The objective of grade control is to accurately delineate ore and waste at the mine face to ensure what is sent to the mill matches the resource model. This is a blending and management problem deeply rooted in statistics. Tools such as moving averages are used to smooth out local variability in blast hole assays. More advanced techniques, such as the Nachman model , are applied in diamond mining to relate the mean population density to the proportion of barren samples, helping to establish reliable grade estimates in sparse, high-value deposits. The use of blast hole data is notoriously noisy; applying geostatistical filtering techniques helps to separate the "signal" (the real grade trend) from the "noise" (the small-scale variability), leading to more efficient ore-waste boundaries. These errors occur due to the physical design
Identifies the middle value, providing a measure of central tendency less affected by extreme assay outliers.
A copper deposit has a mean grade of 0.8% Cu and a CV of 1.2. This implies the plant will frequently see grades from <0.2% to >2.0%. Blending from multiple stockpiles is essential.
Modern practice uses weighted least squares, where each measurement is assigned a variance (from sampling and analytical error).
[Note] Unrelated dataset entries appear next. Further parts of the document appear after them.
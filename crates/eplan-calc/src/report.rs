//! 排程結果報表

use eplan_core::{EplanError, Facility};
use rust_decimal::Decimal;
use std::collections::HashMap;

/// 排程結果報表器
///
/// 將最佳化輸出的設施ID序列轉成使用者可讀的逐日描述。
/// 只負責組字串，不做任何 I/O。
pub struct ScheduleReporter;

impl ScheduleReporter {
    /// 產生逐日描述，例如「第 1 天：北區電廠」
    ///
    /// 序列索引 0 對應第 1 天。序列中出現未知的設施ID時回傳錯誤，
    /// 不會靜默略過。
    pub fn describe(
        facility_sequence: &[u32],
        facilities: &[Facility],
    ) -> eplan_core::Result<Vec<String>> {
        let id_to_name: HashMap<u32, &str> = facilities
            .iter()
            .map(|facility| (facility.id, facility.name.as_str()))
            .collect();

        facility_sequence
            .iter()
            .enumerate()
            .map(|(index, facility_id)| {
                let name = id_to_name
                    .get(facility_id)
                    .ok_or(EplanError::FacilityNotFound(*facility_id))?;
                Ok(format!("第 {} 天：{}", index + 1, name))
            })
            .collect()
    }

    /// 產生總成本摘要行
    pub fn summary(total_cost: Decimal) -> String {
        format!("最佳服務序列總成本：{} kWh", total_cost)
    }
}
//! 週服務排程示例
//!
//! 從用電紀錄建構成本表，搜尋 7 天的最佳服務序列並輸出報表。

use chrono::NaiveDate;
use eplan_calc::{CostTableBuilder, ScheduleReporter};
use eplan_core::{ConsumptionRecord, Facility, PlanningConfig};
use eplan_optimizer::SequenceOptimizer;
use rust_decimal::Decimal;

fn main() -> anyhow::Result<()> {
    tracing_subscriber::fmt().init();

    println!("=== 週服務排程示例 ===\n");

    // 設施清單
    let facilities = vec![
        Facility::new(1, "北區電廠".to_string()).with_location("台北".to_string()),
        Facility::new(2, "中區電廠".to_string()).with_location("台中".to_string()),
        Facility::new(3, "南區電廠".to_string()).with_location("高雄".to_string()),
    ];

    // 2025 年 11 月第一週的用電紀錄
    let weekly_kwh: [(u32, [i64; 7]); 3] = [
        (1, [120, 95, 80, 150, 140, 60, 70]),
        (2, [90, 110, 85, 40, 55, 130, 95]),
        (3, [100, 100, 100, 100, 30, 30, 30]),
    ];

    let mut records = Vec::new();
    for (facility_id, daily) in weekly_kwh {
        for (index, kwh) in daily.into_iter().enumerate() {
            let date = NaiveDate::from_ymd_opt(2025, 11, index as u32 + 1)
                .expect("無效的示例日期");
            records.push(ConsumptionRecord::new(facility_id, date, Decimal::from(kwh)));
        }
    }

    println!("設施清單:");
    for facility in &facilities {
        println!(
            "  - {} ({})",
            facility.name,
            facility.location.as_deref().unwrap_or("未知地區")
        );
    }

    // 建構成本表並搜尋最佳序列
    let config = PlanningConfig::new();
    let table = CostTableBuilder::build(&facilities, &records, 2025, 11, config.horizon_days)?;

    let plan = SequenceOptimizer::new(&config).find_optimal_sequence(&table, &facilities)?;

    println!("\n最佳服務序列:");
    for line in ScheduleReporter::describe(&plan.facility_sequence, &facilities)? {
        println!("  {}", line);
    }

    println!("\n{}", ScheduleReporter::summary(plan.total_cost));
    println!(
        "切換次數: {}，展開節點: {}，剪枝分支: {}",
        plan.switch_count(),
        plan.stats.nodes_explored,
        plan.stats.branches_pruned
    );

    Ok(())
}
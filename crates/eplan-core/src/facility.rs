//! 設施模型

use serde::{Deserialize, Serialize};

/// 設施（擁有每日用電歷史的廠區）
#[derive(Debug, Clone, Serialize, Deserialize)]
pub struct Facility {
    /// 設施ID（唯一且穩定；升冪排序即為搜尋時的固定分支順序）
    pub id: u32,

    /// 設施名稱
    pub name: String,

    /// 所在地區
    pub location: Option<String>,
}

impl Facility {
    /// 創建新的設施
    pub fn new(id: u32, name: String) -> Self {
        Self {
            id,
            name,
            location: None,
        }
    }

    /// 建構器模式：設置所在地區
    pub fn with_location(mut self, location: String) -> Self {
        self.location = Some(location);
        self
    }
}

#[cfg(test)]
mod tests {
    use super::*;

    #[test]
    fn test_create_facility() {
        let facility = Facility::new(1, "北區電廠".to_string());

        assert_eq!(facility.id, 1);
        assert_eq!(facility.name, "北區電廠");
        assert!(facility.location.is_none());
    }

    #[test]
    fn test_facility_builder() {
        let facility =
            Facility::new(2, "中區電廠".to_string()).with_location("台中".to_string());

        assert_eq!(facility.location, Some("台中".to_string()));
    }
}
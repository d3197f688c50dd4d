//! Interception engine
//!
//! The proxy listener and everything a connection passes through: CONNECT
//! handling with protocol sniffing, on-the-fly TLS with minted leaves,
//! the forwarding loop, the capture tee, and upstream selection.

pub mod forward;
pub mod rewind;
pub mod server;
pub mod tee;
pub mod upstream;

use std::sync::Arc;

use crate::capture::RecordRegistry;
use crate::cert::LeafCache;
use upstream::UpstreamSelector;

pub use server::{ProxyController, ProxyError};

/// Shared handles every connection needs.
#[derive(Debug, Clone)]
pub struct ProxyContext {
    pub registry: Arc<RecordRegistry>,
    pub leaf_cache: Arc<LeafCache>,
    pub upstream: Arc<UpstreamSelector>,
}
//! Control and observer server
//!
//! HTTP + WebSocket listener for the inspection UI: live summary and
//! detail streams plus the configuration endpoints. Separate from the
//! proxy listener so reconfiguring the proxy never takes the control
//! surface down.

pub mod handlers;
pub mod ws;

use std::net::SocketAddr;
use std::sync::Arc;

use anyhow::{Context, Result};
use axum::routing::{get, post};
use axum::Router;
use tokio::net::TcpListener;
use tokio::task::JoinHandle;
use tower_http::cors::{Any, CorsLayer};
use tracing::{error, info, warn};

use crate::capture::{EventBus, RecordRegistry};
use crate::cert::{CaStore, LeafCache};
use crate::config::ConfigStore;
use crate::proxy::upstream::UpstreamSelector;
use crate::proxy::ProxyController;

/// Shared handles behind every endpoint.
#[derive(Clone)]
pub struct AppState {
    pub registry: Arc<RecordRegistry>,
    pub bus: EventBus,
    pub ca: Arc<CaStore>,
    pub leaf_cache: Arc<LeafCache>,
    pub upstream: Arc<UpstreamSelector>,
    pub proxy: Arc<ProxyController>,
    pub config: Arc<ConfigStore>,
}

pub fn router(state: AppState) -> Router {
    Router::new()
        .route("/requests", get(ws::requests_ws))
        .route("/requests/details/{id}", get(ws::details_ws))
        .route("/api/proxy/config", get(handlers::proxy_config))
        .route("/api/proxy/change", post(handlers::change_proxy))
        .route("/api/proxy/upstream/config", get(handlers::upstream_config))
        .route("/api/proxy/upstream/change", post(handlers::change_upstream))
        .route("/api/cert/status", get(handlers::cert_status))
        .route("/api/cert/install", post(handlers::cert_install))
        .route("/api/cert/uninstall", post(handlers::cert_uninstall))
        .route("/api/cert/install-script", get(handlers::install_script))
        .route("/api/cert/uninstall-script", get(handlers::uninstall_script))
        .layer(
            CorsLayer::new()
                .allow_origin(Any)
                .allow_methods(Any)
                .allow_headers(Any),
        )
        .with_state(state)
}

/// Binds the control listener and serves in a background task.
///
/// Falls back to an ephemeral port when the requested one is taken, so a
/// busy port never keeps the control surface from coming up.
pub async fn serve(state: AppState, port: u16) -> Result<(SocketAddr, JoinHandle<()>)> {
    let listener = match TcpListener::bind(("0.0.0.0", port)).await {
        Ok(listener) => listener,
        Err(err) => {
            warn!(port, error = %err, "control port in use, trying a random port");
            TcpListener::bind(("0.0.0.0", 0))
                .await
                .context("failed to bind control listener")?
        }
    };
    let addr = listener.local_addr()?;
    info!(%addr, "control server started");

    let app = router(state);
    let task = tokio::spawn(async move {
        if let Err(err) = axum::serve(listener, app).await {
            error!(error = %err, "control server error");
        }
    });
    Ok((addr, task))
}
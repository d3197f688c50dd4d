//! Control API handlers
//!
//! JSON endpoints mirroring the proxy's runtime controls: listen address,
//! upstream proxy, and CA trust-store management. Validation failures are
//! structured `{status: false, msg}` responses, never process errors.

use axum::extract::State;
use axum::http::header;
use axum::response::{IntoResponse, Response};
use axum::Json;
use serde::Deserialize;
use serde_json::{json, Value};
use tracing::warn;

use crate::cert::install;
use crate::config::{UpstreamMode, UpstreamProxyConfig};
use crate::proxy::upstream::UpstreamSelector;

use super::AppState;

/// GET /api/proxy/config
pub async fn proxy_config(State(state): State<AppState>) -> Json<Value> {
    let (running, host, port, error) = state.proxy.status();
    let mut body = json!({
        "status": running,
        "host": host,
        "port": port,
    });
    if let Some(message) = error {
        body["msg"] = Value::String(message);
    }
    Json(body)
}

#[derive(Debug, Deserialize)]
pub struct ChangeProxyRequest {
    #[serde(default)]
    pub host: String,
    pub port: u16,
}

/// POST /api/proxy/change — persist the new address and restart the
/// listener.
pub async fn change_proxy(
    State(state): State<AppState>,
    Json(request): Json<ChangeProxyRequest>,
) -> Json<Value> {
    let host = if request.host.is_empty() {
        "127.0.0.1".to_string()
    } else {
        request.host
    };

    if let Err(err) = state.config.update_proxy(&host, request.port) {
        return Json(json!({
            "status": false,
            "msg": format!("Failed to save proxy config: {err}"),
        }));
    }

    match state.proxy.start(&host, request.port).await {
        Ok(addr) => Json(json!({
            "status": true,
            "host": host,
            "port": addr.port(),
        })),
        Err(err) => Json(json!({
            "status": false,
            "msg": err.to_string(),
        })),
    }
}

/// GET /api/proxy/upstream/config
pub async fn upstream_config(State(state): State<AppState>) -> Json<Value> {
    let config = state.upstream.config();
    Json(json!({
        "mode": config.mode,
        "protocol": config.protocol,
        "host": config.host,
        "port": config.port,
        "envProxy": UpstreamSelector::detected_env_proxy(),
    }))
}

#[derive(Debug, Deserialize)]
pub struct ChangeUpstreamRequest {
    #[serde(default)]
    pub mode: String,
    #[serde(default)]
    pub protocol: String,
    #[serde(default)]
    pub host: String,
    #[serde(default)]
    pub port: u16,
}

/// POST /api/proxy/upstream/change
pub async fn change_upstream(
    State(state): State<AppState>,
    Json(request): Json<ChangeUpstreamRequest>,
) -> Json<Value> {
    let config = match request.mode.as_str() {
        "none" => UpstreamProxyConfig {
            mode: UpstreamMode::None,
            ..Default::default()
        },
        "env" => UpstreamProxyConfig {
            mode: UpstreamMode::Env,
            ..Default::default()
        },
        "custom" => {
            if request.protocol != "http" && request.protocol != "socks5" {
                return reject(format!("unsupported protocol: {}", request.protocol));
            }
            if request.host.is_empty() {
                return reject("host must not be empty".to_string());
            }
            if request.port == 0 {
                return reject("port must be between 1 and 65535".to_string());
            }
            UpstreamProxyConfig {
                mode: UpstreamMode::Custom,
                protocol: request.protocol,
                host: request.host,
                port: request.port,
            }
        }
        other => return reject(format!("unknown mode: {other}")),
    };

    if let Err(err) = state.config.update_upstream(config.clone()) {
        return reject(format!("Failed to save config: {err}"));
    }
    if let Err(err) = state.upstream.set_config(config) {
        return reject(format!("Failed to apply config: {err}"));
    }
    Json(json!({ "status": true }))
}

fn reject(message: String) -> Json<Value> {
    warn!(msg = %message, "config update rejected");
    Json(json!({ "status": false, "msg": message }))
}

/// GET /api/cert/status
pub async fn cert_status(State(state): State<AppState>) -> Json<Value> {
    let exists = state.ca.cert_exists();
    let installed = install::is_installed(&state.ca);
    Json(json!({
        "installed": installed,
        "path": state.ca.cert_path(),
        "exists": exists,
        "platform": install::platform_label(),
    }))
}

/// POST /api/cert/install
pub async fn cert_install(State(state): State<AppState>) -> Json<Value> {
    let outcome = install::install(&state.ca);
    let mut body = serde_json::to_value(&outcome).unwrap_or_default();
    if !outcome.success {
        body["hasScript"] = Value::Bool(true);
        body["scriptEndpoint"] = Value::String("/api/cert/install-script".to_string());
    }
    Json(body)
}

/// POST /api/cert/uninstall
pub async fn cert_uninstall(State(state): State<AppState>) -> Json<Value> {
    let outcome = install::uninstall(&state.ca);
    let mut body = serde_json::to_value(&outcome).unwrap_or_default();
    if !outcome.success {
        body["hasScript"] = Value::Bool(true);
        body["scriptEndpoint"] = Value::String("/api/cert/uninstall-script".to_string());
    }
    Json(body)
}

/// GET /api/cert/install-script — shell or batch attachment.
pub async fn install_script(State(state): State<AppState>) -> Response {
    script_response(install::install_script(&state.ca))
}

/// GET /api/cert/uninstall-script
pub async fn uninstall_script(State(state): State<AppState>) -> Response {
    script_response(install::uninstall_script(&state.ca))
}

fn script_response(script: install::TrustScript) -> Response {
    (
        [
            (header::CONTENT_TYPE, script.content_type.to_string()),
            (
                header::CONTENT_DISPOSITION,
                format!("attachment; filename={}", script.filename),
            ),
        ],
        script.body,
    )
        .into_response()
}

#[cfg(test)]
mod tests {
    use super::*;
    use crate::capture::{EventBus, RecordRegistry};
    use crate::cert::{CaStore, LeafCache};
    use crate::config::ConfigStore;
    use crate::proxy::{ProxyContext, ProxyController};
    use axum::extract::State;
    use std::sync::Arc;
    use tempfile::TempDir;

    fn test_state(dir: &TempDir) -> AppState {
        let bus = EventBus::new();
        let registry = Arc::new(RecordRegistry::new(bus.clone()));
        let ca = Arc::new(
            CaStore::initialize_with_key_bits(dir.path().join("cert"), 2048).unwrap(),
        );
        let leaf_cache = Arc::new(LeafCache::new(Arc::clone(&ca)));
        let upstream =
            Arc::new(UpstreamSelector::new(UpstreamProxyConfig::default()).unwrap());
        let proxy = Arc::new(ProxyController::new(ProxyContext {
            registry: Arc::clone(&registry),
            leaf_cache: Arc::clone(&leaf_cache),
            upstream: Arc::clone(&upstream),
        }));
        AppState {
            registry,
            bus,
            ca,
            leaf_cache,
            upstream,
            proxy,
            config: Arc::new(ConfigStore::load(dir.path()).unwrap()),
        }
    }

    #[tokio::test(flavor = "multi_thread")]
    async fn upstream_change_rejects_port_zero() {
        let dir = TempDir::new().unwrap();
        let state = test_state(&dir);

        let response = change_upstream(
            State(state),
            Json(ChangeUpstreamRequest {
                mode: "custom".into(),
                protocol: "http".into(),
                host: "p".into(),
                port: 0,
            }),
        )
        .await;

        assert_eq!(response.0["status"], false);
        assert_eq!(response.0["msg"], "port must be between 1 and 65535");
    }

    #[tokio::test(flavor = "multi_thread")]
    async fn upstream_change_rejects_unknown_mode_and_protocol() {
        let dir = TempDir::new().unwrap();
        let state = test_state(&dir);

        let response = change_upstream(
            State(state.clone()),
            Json(ChangeUpstreamRequest {
                mode: "direct".into(),
                protocol: String::new(),
                host: String::new(),
                port: 0,
            }),
        )
        .await;
        assert_eq!(response.0["status"], false);

        let response = change_upstream(
            State(state),
            Json(ChangeUpstreamRequest {
                mode: "custom".into(),
                protocol: "socket5".into(),
                host: "p".into(),
                port: 1080,
            }),
        )
        .await;
        assert_eq!(response.0["status"], false);
    }

    #[tokio::test(flavor = "multi_thread")]
    async fn upstream_change_applies_and_persists_custom_config() {
        let dir = TempDir::new().unwrap();
        let state = test_state(&dir);

        let response = change_upstream(
            State(state.clone()),
            Json(ChangeUpstreamRequest {
                mode: "custom".into(),
                protocol: "socks5".into(),
                host: "parent.proxy".into(),
                port: 1080,
            }),
        )
        .await;
        assert_eq!(response.0["status"], true);

        let applied = state.upstream.config();
        assert_eq!(applied.mode, UpstreamMode::Custom);
        assert_eq!(applied.protocol, "socks5");
        assert_eq!(state.config.snapshot().upstream_proxy, applied);
    }

    #[tokio::test(flavor = "multi_thread")]
    async fn cert_status_reports_platform_and_path() {
        let dir = TempDir::new().unwrap();
        let state = test_state(&dir);

        let response = cert_status(State(state)).await;
        assert_eq!(response.0["exists"], true);
        assert!(response.0["platform"].is_string());
        assert!(response.0["path"].as_str().unwrap().ends_with("ca.crt"));
    }
}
Measurements with low variance receive small adjustments; bad actors receive large adjustments—flagging them for review.
CF=f−tc−tthe fraction with numerator cap C and denominator cap F end-fraction equals the fraction with numerator f minus t and denominator c minus t end-fraction Generalized Least Squares (GLS) Reconciliation An independent t-test compares two parallel flotation banks
Mean grade is deceptive in mineral processing because high-grade outliers can pull the arithmetic mean upward, while the median better represents what the plant actually sees.
The mean provides the baseline operational target, while the median offers a robust measure of central tendency less influenced by operational upsets or assay outliers.
Monitoring daily recovery, grind sizes, and thickener underflow
: Tim Napier-Munn’s 50 years of industry experience, including co-authoring the famous Wills' Mineral Processing Technology , lends the book significant professional weight.
Once DoE has identified the critical factors, RSM is a collection of mathematical and statistical techniques used to model and optimize the response. In the context of flotation, RSM would create a regression model relating the input factors (e.g., frother dosage, air flow rate) to the output responses (e.g., copper recovery, concentrate grade). The goal is to find the combination of factors that maximizes a desired response, such as economic recovery.